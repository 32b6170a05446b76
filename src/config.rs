//! Policy configuration for the pty layer.
//!
//! Loaded from `~/.wpty/config.toml` (override the path with the
//! `WPTY_CONFIG` environment variable):
//!
//! ```toml
//! # Per-channel buffer capacity in bytes
//! channel_capacity = 65536
//!
//! # How long a slave open waits for the master's rendezvous acceptor
//! rendezvous_timeout_ms = 500
//!
//! [adapter]
//! # Allow delegating rendering to a host-native console adapter
//! enabled = true
//! ```
//!
//! Setting `WPTY_DISABLE_ADAPTER=1` in the environment disables the
//! console adapter regardless of the file.

use std::env;
use std::fs;
use std::path::PathBuf;

use serde::{Deserialize, Serialize};
use tracing::warn;

/// Main configuration.
#[derive(Debug, Clone, Serialize, Deserialize)]
#[serde(default)]
pub struct Config {
    /// Buffer capacity of each byte-stream channel.
    pub channel_capacity: usize,
    /// Timeout for one rendezvous round trip, in milliseconds.
    pub rendezvous_timeout_ms: u64,
    /// Console adapter policy.
    pub adapter: AdapterConfig,
}

impl Default for Config {
    fn default() -> Self {
        Self {
            channel_capacity: 64 * 1024,
            rendezvous_timeout_ms: 500,
            adapter: AdapterConfig::default(),
        }
    }
}

/// Console adapter policy.
#[derive(Debug, Clone, Serialize, Deserialize)]
#[serde(default)]
pub struct AdapterConfig {
    pub enabled: bool,
}

impl Default for AdapterConfig {
    fn default() -> Self {
        Self { enabled: true }
    }
}

impl Config {
    /// Load configuration from file, then apply environment overrides.
    pub fn load() -> Self {
        let mut config = Self::get_config_path()
            .filter(|path| path.exists())
            .and_then(|path| match fs::read_to_string(&path) {
                Ok(content) => match toml::from_str::<Config>(&content) {
                    Ok(config) => Some(config),
                    Err(e) => {
                        warn!("ignoring malformed config {}: {}", path.display(), e);
                        None
                    }
                },
                Err(_) => None,
            })
            .unwrap_or_default();
        config.apply_env();
        config
    }

    /// Apply environment overrides to an existing configuration.
    pub fn apply_env(&mut self) {
        if let Some(v) = env::var_os("WPTY_DISABLE_ADAPTER") {
            if v != "0" && !v.is_empty() {
                self.adapter.enabled = false;
            }
        }
    }

    fn get_config_path() -> Option<PathBuf> {
        if let Some(path) = env::var_os("WPTY_CONFIG") {
            return Some(PathBuf::from(path));
        }
        let home = env::var_os("HOME")
            .or_else(|| env::var_os("USERPROFILE"))
            .map(PathBuf::from)?;
        Some(home.join(".wpty").join("config.toml"))
    }
}
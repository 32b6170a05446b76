//! Manual-reset event with timed wait.
//!
//! The pty core wakes blocked slave readers through one of these per tty.
//! Semantics follow the classic manual-reset event: once set, every waiter
//! is released and the event stays signaled until explicitly reset.

use std::time::{Duration, Instant};

use parking_lot::{Condvar, Mutex};

/// A manual-reset event.
pub struct Event {
    state: Mutex<bool>,
    cond: Condvar,
}

impl Event {
    pub fn new() -> Self {
        Self {
            state: Mutex::new(false),
            cond: Condvar::new(),
        }
    }

    /// Signal the event, releasing all current and future waiters.
    pub fn set(&self) {
        let mut signaled = self.state.lock();
        *signaled = true;
        self.cond.notify_all();
    }

    /// Return the event to the non-signaled state.
    pub fn reset(&self) {
        *self.state.lock() = false;
    }

    /// Point-in-time check without waiting.
    pub fn is_set(&self) -> bool {
        *self.state.lock()
    }

    /// Wait until the event is signaled.
    ///
    /// `timeout` of `None` blocks indefinitely. Returns `true` if the
    /// event was signaled, `false` on timeout.
    pub fn wait(&self, timeout: Option<Duration>) -> bool {
        let mut signaled = self.state.lock();
        match timeout {
            None => {
                while !*signaled {
                    self.cond.wait(&mut signaled);
                }
                true
            }
            Some(dur) => {
                let deadline = Instant::now() + dur;
                while !*signaled {
                    if self.cond.wait_until(&mut signaled, deadline).timed_out() {
                        return *signaled;
                    }
                }
                true
            }
        }
    }
}

impl Default for Event {
    fn default() -> Self {
        Self::new()
    }
}
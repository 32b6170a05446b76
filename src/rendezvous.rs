//! Handle-duplication rendezvous protocol.
//!
//! A process that does not own the master's channel ends cannot open a
//! slave directly; it asks the master to duplicate them. The master runs
//! an acceptor loop that serves one request/reply exchange per
//! connection: verify the requester's identity, check its credentials
//! against the tty's access descriptor, duplicate the four slave-side
//! handles into the requester, reply. Any per-exchange failure is
//! reported to that requester only; the loop keeps serving.
//!
//! A claimed pid of [`SHUTDOWN_SENTINEL`] asks the acceptor to exit and
//! is honored only when the *verified* peer is the master owner itself.

use std::sync::mpsc::{self, Receiver, Sender};
use std::sync::Arc;
use std::time::Duration;

use tracing::{debug, warn};

use crate::error::{errno, PtyError};
use crate::host::process::ProcessDirectory;
use crate::host::Pid;
use crate::tty::{SlaveSeeds, Tty};

/// Claimed-pid value that requests acceptor shutdown.
pub const SHUTDOWN_SENTINEL: i64 = -1;

/// One rendezvous exchange, as seen by the acceptor.
pub(crate) struct Request {
    /// Pid the requester claims to be.
    claimed_pid: i64,
    /// Identity stamped by the connect facility; `None` when the host
    /// cannot identify channel peers, in which case the claim is trusted.
    peer_pid: Option<Pid>,
    reply_tx: Sender<Reply>,
}

/// Acceptor reply: the duplicated handle set, or no handles plus an
/// errno-style code describing why.
pub(crate) struct Reply {
    pub handles: Option<SlaveSeeds>,
    pub error: i32,
}

/// Client end of the master's control channel.
#[derive(Clone)]
pub struct RendezvousClient {
    tx: Sender<Request>,
}

impl RendezvousClient {
    /// Perform one request/reply round trip.
    pub(crate) fn call(
        &self,
        claimed_pid: i64,
        peer_pid: Option<Pid>,
        timeout: Duration,
    ) -> Result<Reply, PtyError> {
        let (reply_tx, reply_rx) = mpsc::channel();
        self.tx
            .send(Request {
                claimed_pid,
                peer_pid,
                reply_tx,
            })
            .map_err(|_| PtyError::MasterUnreachable)?;
        reply_rx
            .recv_timeout(timeout)
            .map_err(|_| PtyError::MasterUnreachable)
    }
}

/// Create the control channel: a client handle for openers and the
/// receiver the acceptor loop drains.
pub(crate) fn control_pair() -> (RendezvousClient, Receiver<Request>) {
    let (tx, rx) = mpsc::channel();
    (RendezvousClient { tx }, rx)
}

/// Acceptor loop, run on the master's rendezvous thread for the lifetime
/// of the master endpoint.
pub(crate) fn acceptor_loop(
    rx: Receiver<Request>,
    tty: Arc<Tty>,
    processes: Arc<ProcessDirectory>,
    owner_pid: Pid,
) {
    debug!("pty{}: rendezvous acceptor entered", tty.minor());
    while let Ok(req) = rx.recv() {
        let (reply, exit) = serve_one(&req, &tty, &processes, owner_pid);
        let _ = req.reply_tx.send(reply);
        if exit {
            break;
        }
    }
    debug!("pty{}: rendezvous acceptor leaving", tty.minor());
}

fn serve_one(
    req: &Request,
    tty: &Tty,
    processes: &ProcessDirectory,
    owner_pid: Pid,
) -> (Reply, bool) {
    let denied = |error| {
        (
            Reply {
                handles: None,
                error,
            },
            false,
        )
    };

    if req.claimed_pid == SHUTDOWN_SENTINEL {
        // Verified identity only; a forged claim must not stop the loop.
        let exit = req.peer_pid == Some(owner_pid);
        if !exit {
            warn!(
                "pty{}: shutdown request from non-owner peer {:?}",
                tty.minor(),
                req.peer_pid
            );
        }
        return (
            Reply {
                handles: None,
                error: 0,
            },
            exit,
        );
    }

    // Resolve the requester: prefer the peer-identification facility,
    // fall back to the claim.
    let resolved = req.peer_pid.map(i64::from).unwrap_or(req.claimed_pid);
    if resolved < 0 {
        return denied(errno::EACCES);
    }
    let pid = resolved as Pid;

    // Impersonate the requester: evaluate *its* credentials against the
    // tty's access descriptor, then revert to our own context.
    let Some(creds) = processes.credentials_of(pid) else {
        warn!("pty{}: rendezvous from unknown pid {}", tty.minor(), pid);
        return denied(errno::ESRCH);
    };
    if !tty.access().allows_modify(&creds) {
        warn!("pty{}: pid {} denied modify access", tty.minor(), pid);
        return denied(errno::EACCES);
    }

    let seeds = tty.seeds.lock();
    match seeds.as_ref() {
        Some(seeds) => {
            debug!("pty{}: duplicating handles into pid {}", tty.minor(), pid);
            (
                Reply {
                    handles: Some(seeds.duplicate_to(pid)),
                    error: 0,
                },
                false,
            )
        }
        None => denied(errno::EACCES),
    }
}

#[cfg(test)]
mod tests {
    use super::*;
    use crate::host::channel::create_pair;
    use crate::host::process::Credentials;
    use crate::tty::AccessDescriptor;
    use std::thread;

    const OWNER: Pid = 100;
    const FRIEND: Pid = 101;
    const STRANGER: Pid = 102;

    struct Harness {
        _tty: Arc<Tty>,
        _processes: Arc<ProcessDirectory>,
        client: RendezvousClient,
        // Opposite channel ends, held so the seed channels stay open.
        _ends: (
            crate::host::channel::ChannelWriter,
            crate::host::channel::ChannelWriter,
            crate::host::channel::ChannelReader,
            crate::host::channel::ChannelReader,
        ),
    }

    fn harness() -> Harness {
        let processes = Arc::new(ProcessDirectory::new());
        processes.register(OWNER, OWNER, OWNER, Credentials { uid: 500, gid: 500 });
        processes.register(FRIEND, FRIEND, OWNER, Credentials { uid: 500, gid: 500 });
        processes.register(STRANGER, STRANGER, STRANGER, Credentials { uid: 666, gid: 666 });

        let tty = Arc::new(Tty::new(0, AccessDescriptor::new(500, 500)));
        let (input, to_slave) = create_pair(64, OWNER);
        let (input_raw, to_slave_raw) = create_pair(64, OWNER);
        let (from_slave_raw, output_raw) = create_pair(64, OWNER);
        let (from_slave, output) = create_pair(64, OWNER);
        *tty.seeds.lock() = Some(SlaveSeeds {
            input,
            input_raw,
            output_raw,
            output,
        });

        let (client, rx) = control_pair();
        let acceptor_tty = tty.clone();
        let acceptor_dir = processes.clone();
        thread::spawn(move || acceptor_loop(rx, acceptor_tty, acceptor_dir, OWNER));
        Harness {
            _tty: tty,
            _processes: processes,
            client,
            _ends: (to_slave, to_slave_raw, from_slave, from_slave_raw),
        }
    }

    fn timeout() -> Duration {
        Duration::from_millis(500)
    }

    #[test]
    fn grants_handles_to_permitted_pid() {
        let h = harness();
        let client = &h.client;
        let reply = client.call(FRIEND as i64, Some(FRIEND), timeout()).unwrap();
        assert_eq!(reply.error, 0);
        let handles = reply.handles.expect("handles duplicated");
        assert_eq!(handles.input.owner(), FRIEND);
        assert_eq!(handles.output.owner(), FRIEND);
    }

    #[test]
    fn denies_and_keeps_serving() {
        let h = harness();
        let client = &h.client;
        let reply = client
            .call(STRANGER as i64, Some(STRANGER), timeout())
            .unwrap();
        assert!(reply.handles.is_none());
        assert_eq!(reply.error, errno::EACCES);

        // The loop survived the failed exchange.
        let reply = client.call(FRIEND as i64, Some(FRIEND), timeout()).unwrap();
        assert!(reply.handles.is_some());
    }

    #[test]
    fn unknown_pid_is_rejected() {
        let h = harness();
        let client = &h.client;
        let reply = client.call(4242, Some(4242), timeout()).unwrap();
        assert!(reply.handles.is_none());
        assert_eq!(reply.error, errno::ESRCH);
    }

    #[test]
    fn peer_identity_overrides_claim() {
        let h = harness();
        let client = &h.client;
        // Stranger claims to be the friend; the stamped peer wins.
        let reply = client
            .call(FRIEND as i64, Some(STRANGER), timeout())
            .unwrap();
        assert!(reply.handles.is_none());
        assert_eq!(reply.error, errno::EACCES);
    }

    #[test]
    fn shutdown_sentinel_from_non_owner_is_ignored() {
        let h = harness();
        let client = &h.client;
        let reply = client
            .call(SHUTDOWN_SENTINEL, Some(FRIEND), timeout())
            .unwrap();
        assert!(reply.handles.is_none());
        // Still serving.
        let reply = client.call(FRIEND as i64, Some(FRIEND), timeout()).unwrap();
        assert!(reply.handles.is_some());
    }

    #[test]
    fn shutdown_sentinel_from_owner_stops_acceptor() {
        let h = harness();
        let client = &h.client;
        client.call(SHUTDOWN_SENTINEL, Some(OWNER), timeout()).unwrap();
        // The acceptor is gone; the next call cannot be served.
        assert!(matches!(
            client.call(FRIEND as i64, Some(FRIEND), Duration::from_millis(100)),
            Err(PtyError::MasterUnreachable)
        ));
    }
}
//! Console adapter capability.
//!
//! When the host offers a native interactive console renderer, a pty can
//! delegate presentation to it instead of doing its own output
//! post-processing. The adapter is strictly optional: every activation
//! failure falls back to direct rendering and never fails the caller.
//!
//! Lifecycle: Unavailable → Requested → Active → Closing → Unavailable.
//! Activation and deactivation both run under the tty's output lock, so
//! the session is released exactly once even when owners race.

use std::time::Instant;

use thiserror::Error;

use crate::host::channel::{ChannelReader, ChannelWriter};
use crate::host::Pid;
use crate::termios::Winsize;

#[derive(Error, Debug)]
pub enum AdapterError {
    #[error("console adapter is not available on this host")]
    Unavailable,
    #[error("console adapter session failed: {0}")]
    Session(String),
}

/// Channel plumbing handed to an adapter session.
///
/// The adapter reads keystrokes from `input` (the raw input channel) and
/// writes rendered output to `output` (the raw output channel, which the
/// master's forwarding thread scrubs and relays).
pub struct AdapterIo {
    pub input: ChannelReader,
    pub output: ChannelWriter,
}

/// Factory for adapter sessions; the host capability.
pub trait ConsoleAdapter: Send + Sync {
    /// Allocate a session sized to `size`.
    fn open(&self, size: Winsize, io: AdapterIo) -> Result<Box<dyn AdapterSession>, AdapterError>;
}

/// One live adapter session. Dropping it releases the host resources.
pub trait AdapterSession: Send {
    fn resize(&mut self, size: Winsize) -> Result<(), AdapterError>;
}

/// Per-tty adapter bookkeeping, stored in the output-locked state.
pub struct AdapterState {
    pub session: Box<dyn AdapterSession>,
    pub owner_pid: Pid,
    /// Set at activation, cleared once the first input reaches the
    /// adapter; while set, master input is routed raw.
    pub start_pending: bool,
    pub last_activity: Instant,
}

/// How slave output reaches the master-presentation stream.
///
/// Selected once at adapter activation/deactivation; per-call code
/// dispatches on this instead of re-deriving the mode from flags.
#[derive(Debug, Clone, Copy, PartialEq, Eq)]
pub enum RenderStrategy {
    /// The pty post-processes output itself.
    DirectPostProcessing,
    /// An adapter session renders; forwarded output is already cooked.
    AdapterRelayed,
}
········
Which lines above run from the one containing "let mut config" to the one containing "set, every waiter"? Give them again exactly, both ends included.

TASK ANSWER:
        let mut config = Self::get_config_path()
            .filter(|path| path.exists())
            .and_then(|path| match fs::read_to_string(&path) {
                Ok(content) => match toml::from_str::<Config>(&content) {
                    Ok(config) => Some(config),
                    Err(e) => {
                        warn!("ignoring malformed config {}: {}", path.display(), e);
                        None
                    }
                },
                Err(_) => None,
            })
            .unwrap_or_default();
        config.apply_env();
        config
    }

    /// Apply environment overrides to an existing configuration.
    pub fn apply_env(&mut self) {
        if let Some(v) = env::var_os("WPTY_DISABLE_ADAPTER") {
            if v != "0" && !v.is_empty() {
                self.adapter.enabled = false;
            }
        }
    }

    fn get_config_path() -> Option<PathBuf> {
        if let Some(path) = env::var_os("WPTY_CONFIG") {
            return Some(PathBuf::from(path));
        }
        let home = env::var_os("HOME")
            .or_else(|| env::var_os("USERPROFILE"))
            .map(PathBuf::from)?;
        Some(home.join(".wpty").join("config.toml"))
    }
}
repository 32b6170a05446b76
//! Manual-reset event with timed wait.
//!
//! The pty core wakes blocked slave readers through one of these per tty.
//! Semantics follow the classic manual-reset event: once set, every waiter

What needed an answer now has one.